The ``<additional arguments>`` and the preceeding question mark are optional and
only apply in certain circumstances, documented below.
Clients should not rely on matrix.to URIs falling back to a web server if accessed
and instead should perform some sort of action within the client. For example, if
the user were to click on a matrix.to URI for a room alias, the client may open
a view for the user to participate in the room.
The components of the matrix.to URI (``<identifier>`` and ``<extra parameter>``)
are to be percent-encoded as per RFC 3986.

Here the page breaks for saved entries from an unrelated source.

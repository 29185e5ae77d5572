/// Failures that abort a counting run
///
/// Every one of these is fatal: the run stops at the first error and no attempt is made to
/// skip over bad records.
#[derive(Debug, PartialEq, Eq, thiserror::Error)]
pub enum CountError {
    #[error("Could not load isoform to gene mapping from {source_name}: {reason}")]
    MappingLoad { source_name: String, reason: String },

    #[error("Isoform {isoform} is not present in the isoform to gene mapping")]
    UnknownIsoform { isoform: String },

    #[error("Alignment of read {read} to isoform {isoform} is missing the {tag} coordinate tag")]
    MissingCoordinateTag {
        read: String,
        isoform: String,
        tag: String,
    },

    #[error("Coordinate tag {tag} for read {read} does not have a string value")]
    InvalidCoordinateTag { read: String, tag: String },

    #[error("Alignment record without a read name")]
    MissingReadName,

    #[error(
        "Read {read} found in more than one block of records.  \
         Input must be sorted or grouped by read name"
    )]
    ReadOrder { read: String },
}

Examples of matrix.to URIs are:
* Room alias: ``https://matrix.to/#/%23somewhere%3Aexample.org``
* Room: ``https://matrix.to/#/!somewhere%3Aexample.org``
* Permalink by room: ``https://matrix.to/#/!somewhere%3Aexample.org/%24event%3Aexample.org``
* Permalink by room alias: ``https://matrix.to/#/%23somewhere:example.org/%24event%3Aexample.org``
* User: ``https://matrix.to/#/%40alice%3Aexample.org``
* Group: ``https://matrix.to/#/%2Bexample%3Aexample.org``
.. Note::
Historically, clients have not produced URIs which are fully encoded. Clients should
try to interpret these cases to the best of their ability. For example, an unencoded
room alias should still work within the client if possible.
.. Note::
Clients should be aware that decoding a matrix.to URI may result in extra slashes
appearing due to some `room versions <index.html#room-versions>`_. These slashes
should normally be encoded when producing matrix.to URIs, however.
Routing
<<<<<<<
Room IDs are not routable on their own as there is no reliable domain to send requests
to. This is partially mitigated with the addition of a ``via`` argument on a matrix.to
URI, however the problem of routability is still present. Clients should do their best
to route Room IDs to where they need to go, however they should also be aware of
`issue #1579 <https://github.com/matrix-org/matrix-doc/issues/1579>`_.

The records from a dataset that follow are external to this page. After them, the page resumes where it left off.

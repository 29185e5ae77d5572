use std::{
    collections::{hash_map::Entry, BTreeSet, HashMap},
    io::BufRead,
    path::Path,
    sync::Arc,
};

use compress_io::compress::CompressIo;

use utils::get_next_line;

use crate::error::CountError;

/// Gene identifiers are shared between the mapping and the count tables
pub type Gene = Arc<str>;

/// IsoformGeneMap
///
/// Lookup from isoform (transcript) identifier to the gene that owns it.
/// Built once before counting starts and read only afterwards.
///
/// iso_hash - isoform -> gene
/// genes - distinct genes in lexicographic order; fixes the output row order
///
#[derive(Debug, Default)]
pub struct IsoformGeneMap {
    iso_hash: HashMap<Arc<str>, Gene>,
    genes: Vec<Gene>,
}

impl IsoformGeneMap {
    /// Read mapping from a (possibly compressed) tab separated file
    ///
    /// Expects at least two columns, isoform and gene.  Extra columns are ignored, as are blank
    /// lines and lines starting with '#'
    pub fn load<P: AsRef<Path>>(fname: P) -> anyhow::Result<Self> {
        let name = fname.as_ref().display().to_string();
        debug!("Reading in isoform to gene mapping from {}", name);

        trace!("Opening mapping file for reading");
        let rdr = CompressIo::new()
            .path(&fname)
            .bufreader()
            .map_err(|e| CountError::MappingLoad {
                source_name: name.clone(),
                reason: e.to_string(),
            })?;

        Self::from_reader(rdr, &name)
    }

    /// Parse mapping from any buffered reader.  `source_name` is only used in messages
    pub fn from_reader<R: BufRead>(mut rdr: R, source_name: &str) -> anyhow::Result<Self> {
        let load_err = |line: usize, reason: String| CountError::MappingLoad {
            source_name: source_name.to_owned(),
            reason: format!("line {}: {}", line, reason),
        };

        let mut buf = String::new();
        let mut line = 0;
        let mut iso_hash: HashMap<Arc<str>, Gene> = HashMap::new();
        let mut gene_set: BTreeSet<Gene> = BTreeSet::new();

        while let Some(fields) =
            get_next_line(&mut rdr, &mut buf).map_err(|e| load_err(line + 1, e.to_string()))?
        {
            line += 1;

            // Skip blank and comment lines
            if fields[0].is_empty() || fields[0].starts_with('#') {
                continue;
            }
            if fields.len() < 2 || fields[1].is_empty() {
                return Err(load_err(line, "expected isoform and gene columns".to_owned()).into());
            }

            let (iso, gene) = (fields[0], fields[1]);
            let gene = match gene_set.get(gene) {
                Some(g) => g.clone(),
                None => {
                    let g: Gene = Arc::from(gene);
                    gene_set.insert(g.clone());
                    g
                }
            };

            match iso_hash.entry(Arc::from(iso)) {
                Entry::Vacant(e) => {
                    e.insert(gene);
                }
                Entry::Occupied(e) => {
                    if *e.get() != gene {
                        return Err(load_err(
                            line,
                            format!(
                                "isoform {} assigned to both {} and {}",
                                iso,
                                e.get(),
                                gene
                            ),
                        )
                        .into());
                    }
                }
            }
        }

        debug!(
            "Finished reading in {} lines; found {} isoforms from {} genes",
            line,
            iso_hash.len(),
            gene_set.len()
        );

        Ok(Self {
            iso_hash,
            genes: gene_set.into_iter().collect(),
        })
    }

    /// Gene owning `isoform`
    pub fn gene_of(&self, isoform: &str) -> Result<&Gene, CountError> {
        self.iso_hash
            .get(isoform)
            .ok_or_else(|| CountError::UnknownIsoform {
                isoform: isoform.to_owned(),
            })
    }

    /// All distinct genes in lexicographic order
    pub fn sorted_genes(&self) -> &[Gene] {
        &self.genes
    }

    pub fn n_isoforms(&self) -> usize {
        self.iso_hash.len()
    }

    pub fn n_genes(&self) -> usize {
        self.genes.len()
    }
}

#[cfg(test)]
mod tests {
    use super::*;

    const MAPPING: &str = "iso3\tgeneB\n# comment\niso1\tgeneA\textra\n\niso2\tgeneA\n";

    fn load_str(s: &str) -> anyhow::Result<IsoformGeneMap> {
        IsoformGeneMap::from_reader(s.as_bytes(), "test")
    }

    fn load_err(s: &str) -> CountError {
        load_str(s)
            .unwrap_err()
            .downcast::<CountError>()
            .expect("expected CountError")
    }

    #[test]
    fn lookup_and_sorted_genes() {
        let map = load_str(MAPPING).unwrap();
        assert_eq!(map.n_isoforms(), 3);
        assert_eq!(map.n_genes(), 2);
        assert_eq!(&**map.gene_of("iso1").unwrap(), "geneA");
        assert_eq!(&**map.gene_of("iso2").unwrap(), "geneA");
        assert_eq!(&**map.gene_of("iso3").unwrap(), "geneB");
        let genes: Vec<&str> = map.sorted_genes().iter().map(|g| &**g).collect();
        assert_eq!(genes, ["geneA", "geneB"]);
    }

    #[test]
    fn isoforms_of_one_gene_share_identifier() {
        let map = load_str(MAPPING).unwrap();
        assert!(Arc::ptr_eq(
            map.gene_of("iso1").unwrap(),
            map.gene_of("iso2").unwrap()
        ));
    }

    #[test]
    fn unknown_isoform() {
        let map = load_str(MAPPING).unwrap();
        assert!(matches!(
            map.gene_of("iso99"),
            Err(CountError::UnknownIsoform { isoform }) if isoform == "iso99"
        ));
    }

    #[test]
    fn sort_is_lexicographic() {
        let map = load_str("a\tgene10\nb\tgene2\nc\tGene3\nd\tgene1\n").unwrap();
        let genes: Vec<&str> = map.sorted_genes().iter().map(|g| &**g).collect();
        assert_eq!(genes, ["Gene3", "gene1", "gene10", "gene2"]);
    }

    #[test]
    fn loading_twice_gives_same_result() {
        let m1 = load_str(MAPPING).unwrap();
        let m2 = load_str(MAPPING).unwrap();
        assert_eq!(m1.sorted_genes(), m2.sorted_genes());
        assert_eq!(m1.sorted_genes(), m1.sorted_genes());
        for iso in ["iso1", "iso2", "iso3"] {
            assert_eq!(m1.gene_of(iso).unwrap(), m2.gene_of(iso).unwrap());
        }
    }

    #[test]
    fn repeated_identical_row_is_accepted() {
        let map = load_str("iso1\tgeneA\niso1\tgeneA\n").unwrap();
        assert_eq!(map.n_isoforms(), 1);
    }

    #[test]
    fn conflicting_assignment_fails() {
        let e = load_err("iso1\tgeneA\niso1\tgeneB\n");
        assert!(
            matches!(&e, CountError::MappingLoad { reason, .. } if reason.starts_with("line 2")),
            "{}",
            e
        );
    }

    #[test]
    fn short_line_fails() {
        assert!(matches!(
            load_err("iso1\tgeneA\niso2\n"),
            CountError::MappingLoad { .. }
        ));
    }

    #[test]
    fn missing_file_fails() {
        let e = IsoformGeneMap::load("/nonexistent/path/to/mapping.txt")
            .unwrap_err()
            .downcast::<CountError>()
            .unwrap();
        assert!(matches!(e, CountError::MappingLoad { .. }));
    }

    #[test]
    fn empty_mapping() {
        let map = load_str("").unwrap();
        assert!(map.sorted_genes().is_empty());
    }
}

A room (or room permalink) which isn't using a room alias should supply at least one
server using ``via`` in the ``<additional arguments>``, like so:
``https://matrix.to/!somewhere%3Aexample.org?via=example.org&via=alt.example.org``. The
parameter can be supplied multiple times to specify multiple servers to try.

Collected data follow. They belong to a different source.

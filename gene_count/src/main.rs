mod alignment;
mod cli;
mod config;
mod counter;
mod error;
mod group_reader;
mod input;
mod isoform_map;
mod output;
mod process;

#[macro_use]
extern crate log;
#[macro_use]
extern crate anyhow;

use std::time::Instant;

use anyhow::Context;

fn main() -> anyhow::Result<()> {
    let start = Instant::now();
    let cfg = cli::handle_cli().with_context(|| "Error processing command line arguments")?;
    process::count_genes(&cfg)?;
    info!("Done.  Elapsed secs: {:.2}", start.elapsed().as_secs_f64());
    Ok(())
}
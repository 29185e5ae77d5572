use std::{
    collections::{HashMap, HashSet},
    io::Write,
};

use anyhow::Context;

use crate::{
    alignment::Alignment,
    error::CountError,
    isoform_map::{Gene, IsoformGeneMap},
};

/// GeneCounts
///
/// Per gene tallies of reads.  Genes not present in a table have a count of 0
///
/// total - reads with at least one alignment to an isoform of the gene
/// unique - the subset of those reads where all alignments share the same genomic coordinates
/// n_groups, n_unique_groups - number of reads seen, and how many of them were unique
///
#[derive(Debug, Default, Clone, PartialEq, Eq)]
pub struct GeneCounts {
    total: HashMap<Gene, u64>,
    unique: HashMap<Gene, u64>,
    n_groups: u64,
    n_unique_groups: u64,
}

impl GeneCounts {
    pub fn total(&self, gene: &str) -> u64 {
        self.total.get(gene).copied().unwrap_or(0)
    }

    pub fn unique(&self, gene: &str) -> u64 {
        self.unique.get(gene).copied().unwrap_or(0)
    }

    pub fn n_groups(&self) -> u64 {
        self.n_groups
    }

    pub fn n_unique_groups(&self) -> u64 {
        self.n_unique_groups
    }

    /// Add counts from another set of tallies (e.g., from a different part of the input)
    pub fn merge(&mut self, other: GeneCounts) {
        for (g, n) in other.total {
            *self.total.entry(g).or_insert(0) += n
        }
        for (g, n) in other.unique {
            *self.unique.entry(g).or_insert(0) += n
        }
        self.n_groups += other.n_groups;
        self.n_unique_groups += other.n_unique_groups;
    }

    /// Write one line per gene in `map` with the gene name and the total and unique counts.
    /// Lines are in the sort order of the gene names
    pub fn write_table<W: Write>(
        &self,
        map: &IsoformGeneMap,
        wrt: &mut W,
    ) -> anyhow::Result<()> {
        for gene in map.sorted_genes() {
            writeln!(
                wrt,
                "{}\t{}\t{}",
                gene,
                self.total(gene),
                self.unique(gene)
            )?
        }
        Ok(())
    }
}

/// A read is unique if every one of its alignments carries the same coordinate tag, so
/// alignments to several isoforms projecting back to the same genomic location still count
/// as unique.  Tags are compared to the previous record only; as the flag is never reset
/// this is the same as requiring that all tags are equal.
struct CoordTags<'b> {
    tag: &'b str,
    prev: Option<&'b str>,
    unique: bool,
}

impl<'b> CoordTags<'b> {
    fn new(tag: &'b str) -> Self {
        Self {
            tag,
            prev: None,
            unique: true,
        }
    }

    fn add(&mut self, aln: &'b Alignment) -> Result<(), CountError> {
        let coords = aln
            .coord_tag()
            .ok_or_else(|| CountError::MissingCoordinateTag {
                read: aln.read_name().to_owned(),
                isoform: aln.isoform().to_owned(),
                tag: self.tag.to_owned(),
            })?;
        if matches!(self.prev, Some(p) if p != coords) {
            self.unique = false
        }
        self.prev = Some(coords);
        Ok(())
    }
}

/// GeneCounter
///
/// Accumulates read groups into GeneCounts
///
pub struct GeneCounter<'a> {
    map: &'a IsoformGeneMap,
    tag: &'a str,
    counts: GeneCounts,
}

impl<'a> GeneCounter<'a> {
    /// `tag` is the name of the coordinate tag, used in error messages
    pub fn new(map: &'a IsoformGeneMap, tag: &'a str) -> Self {
        Self {
            map,
            tag,
            counts: GeneCounts::default(),
        }
    }

    /// Count one read.  Each gene hit by the read is counted once, however many of its
    /// isoforms the read aligns to.  Records are checked in order, the isoform first and
    /// then the coordinate tag, so the first bad record determines the error
    pub fn add_group(&mut self, group: &[Alignment]) -> anyhow::Result<()> {
        let map = self.map;
        let mut genes: HashSet<&Gene> = HashSet::with_capacity(group.len());
        let mut coords = CoordTags::new(self.tag);
        for aln in group {
            let gene = map
                .gene_of(aln.isoform())
                .with_context(|| format!("Error processing read {}", aln.read_name()))?;
            genes.insert(gene);
            coords.add(aln)?;
        }
        let unique = coords.unique;

        let counts = &mut self.counts;
        for gene in genes {
            *counts.total.entry(gene.clone()).or_insert(0) += 1;
            if unique {
                *counts.unique.entry(gene.clone()).or_insert(0) += 1;
            }
        }
        counts.n_groups += 1;
        if unique {
            counts.n_unique_groups += 1;
        }
        Ok(())
    }

    pub fn into_counts(self) -> GeneCounts {
        self.counts
    }
}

The values of ``via`` are intended to be passed along as the ``server_name`` parameters
on the Client Server ``/join`` API.
When generating room links and permalinks, the application should pick servers which
have a high probability of being in the room in the distant future. How these servers
are picked is left as an implementation detail, however the current recommendation is
to pick 3 unique servers based on the following criteria:
* The first server should be the server of the highest power level user in the room,
provided they are at least power level 50. If no user meets this criteria, pick the
most popular server in the room (most joined users). The rationale for not picking
users with power levels under 50 is that they are unlikely to be around into the
distant future while higher ranking users (and therefore servers) are less likely
to give up their power and move somewhere else. Most rooms in the public federation
have a power level 100 user and have not deviated from the default structure where
power level 50 users have moderator-style privileges.
* The second server should be the next highest server by population, or the first
highest by population if the first server was based on a user's power level. The
rationale for picking popular servers is that the server is unlikely to be removed
as the room naturally grows in membership due to that server joining users. The
server could be refused participation in the future due to server ACLs or similar,
however the chance of that happening to a server which is organically joining the
room is unlikely.
* The third server should be the next highest server by population.
* Servers which are blocked due to server ACLs should never be chosen.
* Servers which are IP addresses should never be chosen. Servers which use a domain
name are less likely to be unroutable in the future whereas IP addresses cannot be
pointed to a different location and therefore higher risk options.
* All 3 servers should be unique from each other. If the room does not have enough users
to supply 3 servers, the application should only specify the servers it can. For example,
a room with only 2 users in it would result in maximum 2 ``via`` parameters.